During each of his residencies, Clément Mao – Takacs has developed educational projects, mostly with musicians of Secession Orchestra: at the Festival de Saint-Denis (presenting in nearly 30 classes the life and work of philosopher Simone Weil in 2014; performing pedagogical concerts at the Philharmonie de Paris and the Légion d’Honneur in Saint-Denis in the framework of the MÉTIS Festival in 2016; the MICACO program in 2015 about folk and art music in the district of Seine-Saint-Denis), at the Fondation Singer-Polignac (educational projects at Lycée Montaigne, concerts for audiences with mental handicaps), at the Hôpital Vaugirard, at the Hôpital Bretonneau and at the Mairie du 8e arrondissement (workshops about the crafts of the orchestra and the conductor for primary school students)…

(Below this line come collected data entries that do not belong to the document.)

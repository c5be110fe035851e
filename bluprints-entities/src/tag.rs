use itertools::Itertools;

/// Splits a space separated tag string into
/// a deduplicated and lexicographically sorted list.
pub fn split_tags(text: &str) -> Vec<String> {
    text.split_whitespace()
        .map(ToString::to_string)
        .sorted()
        .dedup()
        .collect()
}

pub fn join_tags<S: AsRef<str>>(tags: &[S]) -> String {
    tags.iter().map(AsRef::as_ref).join(" ")
}

/// Where a tag sits within the list it is rendered from.
#[derive(Debug, Clone, Copy, PartialEq, Eq)]
pub enum Position {
    FirstOrMiddle,
    SecondLast,
    Last,
}

impl Position {
    /// Classifies `index` within a list of `len` tags.
    ///
    /// A single element list is `Last`.
    pub fn of(index: usize, len: usize) -> Self {
        debug_assert!(index < len);
        if index + 1 >= len {
            Self::Last
        } else if index + 2 == len {
            Self::SecondLast
        } else {
            Self::FirstOrMiddle
        }
    }
}

#[cfg(test)]
mod tests {
    use super::*;

    #[test]
    fn split_dedup_and_sort() {
        assert_eq!(
            split_tags("  outdoor beach  beach Sunset "),
            vec!["Sunset", "beach", "outdoor"]
        );
        assert!(split_tags("   ").is_empty());
    }

    #[test]
    fn join_with_single_space() {
        assert_eq!(join_tags(&["a", "b", "c"]), "a b c");
        assert_eq!(join_tags::<&str>(&[]), "");
    }

    #[test]
    fn classify_positions() {
        assert_eq!(Position::of(0, 1), Position::Last);
        assert_eq!(Position::of(0, 2), Position::SecondLast);
        assert_eq!(Position::of(1, 2), Position::Last);
        let positions: Vec<_> = (0..4).map(|i| Position::of(i, 4)).collect();
        assert_eq!(
            positions,
            vec![
                Position::FirstOrMiddle,
                Position::FirstOrMiddle,
                Position::SecondLast,
                Position::Last
            ]
        );
    }
}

Through numerous workshops in educational contexts spanning from primary schools to universities, Clément Mao – Takacs stays in contact with the younger generation, its concerns and its expectations, and those of their teachers. These dialogues are an input to his on-going action to reinforce the links between education and culture –which he thinks of as both natural and fundamental– which he also promotes to political representatives in order to take new measures and secure the future of both musicians and new audiences. He has inspired many actions that have been supported by the French Parliament, the City of Paris, the Ministers of Culture and Educations and the Regional Directorate of Cultural Affairs: Opéra pour et par des enfants (a year-long project), Plaire et Instruire (a project for cultural awareness, adjustable to various contexts and teachers), Ateliers en musique (a rethinking of the codes of classical music in order to wipe out the clichés that surround it)…

ALSO…

Next to his musical activities, Clément Mao – Takacs has a M. Phil in comparative literature and is finishing a double doctorate in comparative literature and performing arts. He has authored various theses during his studies. He has conceived, revised and published with historian Michèle Friange (and with the support of the Archives de France / Mission Commémorations Nationales) the proceedings of the conference Pauline Viardot, une voix féminine dans l’Europe des Arts.

At the University of Lille, he was a teacher of History of Opera from 2010 to 2012 and lead a stage directing workshop. He participates in various conferences and seminars (INALCO, Sorbonne, ENS), debates (Académie de Meudon), performs concert-lectures and has taught for many years a class of comparative arts at the Association Philotechnique. 

He wrote many articles for reviews such as Arts-Scènes and Tempus Perfectum, exhibition catalogues, introductory texts and program notes; his text Glenn Gould Variations was published by Éditions Momentum, and he is currently preparing two essays. He recently authored articles for the Dictionnaire du Bonheur, an upcoming publication of the CNRS (about Wagner, Mozart, Messiaen, Schumann and a synthetic text on ‘music and happiness’). He was commissioned a book about the music and life of Alban Berg by the Éditions Actes Sud.

Clément Mao – Takacs is a regular guest of radio broadcast programs and journalists of the printed musical press, and has developed a substantial network in the field of classical music media.